The Kabbalah. Hot college students. An abandoned mental institution. Gary Oldman. Jogging. Twins. Nazi scientists. A suicidal mother. A lost blue mitten.
What do these things have in common? They’re all pieces in the convoluted mythology of “The Unborn.”
Best as one can tell, writer-director David S. Goyer’s film is a sort of Jewish version of “The Exorcist,” which is a vaguely novel concept. Catholics are usually the ones who have all the fun purging demons. But Goyer, who wrote the “Blade” series and co-wrote “The Dark Knight,” makes things laughably more complicated than they needed to be.
Well, there are some effective scares here, and you’ll laugh at yourself afterward just for jumping and squealing like a little girl. But other images and pieces of dialogue are just as hilarious — and that probably wasn’t their intention. (Jane Alexander, as a Holocaust survivor who’s been holding onto a secret, delivers a line abut Auschwitz that’s particularly off in tone.)

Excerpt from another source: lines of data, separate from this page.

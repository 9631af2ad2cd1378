use std::collections::HashSet;

use buddy_model::{MediaKind, NodeId, Selection, SelectionSource};
use chrono::{DateTime, Utc};

/// What a [`ManualSelections::reconcile`] call changed.
#[derive(Debug, Clone, Default, PartialEq, Eq)]
pub struct LedgerDelta {
    pub added: Vec<NodeId>,
    pub removed: Vec<NodeId>,
}

impl LedgerDelta {
    pub fn is_empty(&self) -> bool {
        self.added.is_empty() && self.removed.is_empty()
    }
}

/// Audit trail of how each episode entered a manual playlist, in insertion
/// order. Entries are keyed by node id alone: recording a node twice keeps
/// the first entry.
#[derive(Debug, Clone, Default)]
pub struct ManualSelections {
    entries: Vec<Selection>,
    index: HashSet<NodeId>,
}

impl ManualSelections {
    pub fn new() -> Self {
        Self::default()
    }

    /// Returns `false` when the node was already recorded.
    pub fn record(&mut self, selection: Selection) -> bool {
        if !self.index.insert(selection.node_id.clone()) {
            return false;
        }
        self.entries.push(selection);
        true
    }

    pub fn remove(&mut self, node_id: &NodeId) -> Option<Selection> {
        if !self.index.remove(node_id) {
            return None;
        }
        let position = self
            .entries
            .iter()
            .position(|entry| &entry.node_id == node_id)?;
        Some(self.entries.remove(position))
    }

    /// Follow the selected-episode set: record ids that appeared under
    /// `source`, drop ids that are no longer selected.
    pub fn reconcile(
        &mut self,
        selected: &[NodeId],
        source: SelectionSource,
        now: DateTime<Utc>,
    ) -> LedgerDelta {
        let wanted: HashSet<&NodeId> = selected.iter().collect();
        let mut removed = Vec::new();
        self.entries.retain(|entry| {
            let keep = wanted.contains(&entry.node_id);
            if !keep {
                removed.push(entry.node_id.clone());
            }
            keep
        });
        for id in &removed {
            self.index.remove(id);
        }

        let mut added = Vec::new();
        for id in selected {
            let entry =
                Selection::new(id.clone(), MediaKind::Episode, source, now);
            if self.record(entry) {
                added.push(id.clone());
            }
        }
        LedgerDelta { added, removed }
    }

    pub fn contains(&self, node_id: &NodeId) -> bool {
        self.index.contains(node_id)
    }

    pub fn get(&self, node_id: &NodeId) -> Option<&Selection> {
        self.entries.iter().find(|entry| &entry.node_id == node_id)
    }

    pub fn iter(&self) -> impl Iterator<Item = &Selection> + '_ {
        self.entries.iter()
    }

    pub fn node_ids(&self) -> Vec<NodeId> {
        self.entries.iter().map(|e| e.node_id.clone()).collect()
    }

    pub fn len(&self) -> usize {
        self.entries.len()
    }

    pub fn is_empty(&self) -> bool {
        self.entries.is_empty()
    }
}

#[cfg(test)]
mod tests {
    use super::*;
    use chrono::TimeZone;

    fn at(hour: u32) -> DateTime<Utc> {
        Utc.with_ymd_and_hms(2024, 5, 1, hour, 0, 0).unwrap()
    }

    #[test]
    fn duplicate_node_is_recorded_once() {
        let mut ledger = ManualSelections::new();
        let node = NodeId::from("e1");
        assert!(ledger.record(Selection::new(
            node.clone(),
            MediaKind::Episode,
            SelectionSource::Manual,
            at(1),
        )));
        assert!(!ledger.record(Selection::new(
            node.clone(),
            MediaKind::Episode,
            SelectionSource::Rule,
            at(2),
        )));

        assert_eq!(ledger.len(), 1);
        let kept = ledger.get(&node).unwrap();
        assert_eq!(kept.source, SelectionSource::Manual);
        assert_eq!(kept.added_at, at(1));
    }

    #[test]
    fn reconcile_tracks_the_selected_set() {
        let mut ledger = ManualSelections::new();
        let ids: Vec<NodeId> =
            ["e1", "e2", "e3"].into_iter().map(NodeId::from).collect();

        let first = ledger.reconcile(&ids[..2], SelectionSource::Manual, at(1));
        assert_eq!(first.added, ids[..2].to_vec());
        assert!(first.removed.is_empty());

        let second =
            ledger.reconcile(&ids[1..], SelectionSource::Template, at(2));
        assert_eq!(second.added, vec![ids[2].clone()]);
        assert_eq!(second.removed, vec![ids[0].clone()]);
        assert_eq!(ledger.node_ids(), ids[1..].to_vec());
        assert_eq!(
            ledger.get(&ids[1]).unwrap().source,
            SelectionSource::Manual
        );

        assert!(
            ledger
                .reconcile(&ids[1..], SelectionSource::Manual, at(3))
                .is_empty()
        );
    }

    #[test]
    fn reconcile_drops_a_large_deselection_in_order() {
        let mut ledger = ManualSelections::new();
        let ids: Vec<NodeId> = (0..2_000)
            .map(|n| NodeId::from(format!("e{n}")))
            .collect();
        ledger.reconcile(&ids, SelectionSource::Manual, at(1));

        let kept: Vec<NodeId> = ids.iter().step_by(2).cloned().collect();
        let delta = ledger.reconcile(&kept, SelectionSource::Manual, at(2));

        assert!(delta.added.is_empty());
        assert_eq!(delta.removed.len(), 1_000);
        assert_eq!(delta.removed[0], ids[1]);
        assert_eq!(ledger.node_ids(), kept);
        assert!(!ledger.contains(&ids[1]));
        assert!(ledger.contains(&ids[2]));

        // Dropped ids can be recorded again.
        let back = ledger.reconcile(&ids[..2], SelectionSource::Rule, at(3));
        assert_eq!(back.added, vec![ids[1].clone()]);
    }
}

Odette Yustman runs around in tight jeans, tank tops and boy shorts as Casey Beldon, a young woman being haunted by startling dreams, then a weird neighborhood boy, then hallucinatory images of insects, and finally a full-blown spiritual attack. It’s almost Bunuel-esque the way the images come at you in surreal, random fashion, especially when Casey finds a jumpy, old black-and-white film reel and projects it on the wall in her basement (of course), something that unsettles her further.
Only Oldman, who classes things up in his few scenes as Rabbi Sendak, can help Casey fend off the impending possession. (Though the exorcism itself is just a lot of high winds and noise, and the events leading up to it ultimately raise more questions than they answer, such as: Where has Casey’s dad been all this time? Shouldn’t he know what’s going on? Could his out-of-town business trip really have taken this long?)
Meagan Good isn’t quite as helpful to Casey as the obligatory wisecracking best friend, but she does get a couple of amusing zingers. This is especially true in the scene when the two visit a mysterious woman in an old-age home (Alexander), who may have clues about both Casey’s mom’s suicide, the twin brother she never knew she had and images of intense little boys that keep popping up everywhere.
One kid repeatedly utters the menacing line, “Jumby wants to be born now,” which perhaps won’t grab hold of the cultural zeitgeist like “Redrum,” for example, a but it’s still good for a jolt. And maybe a laugh or two.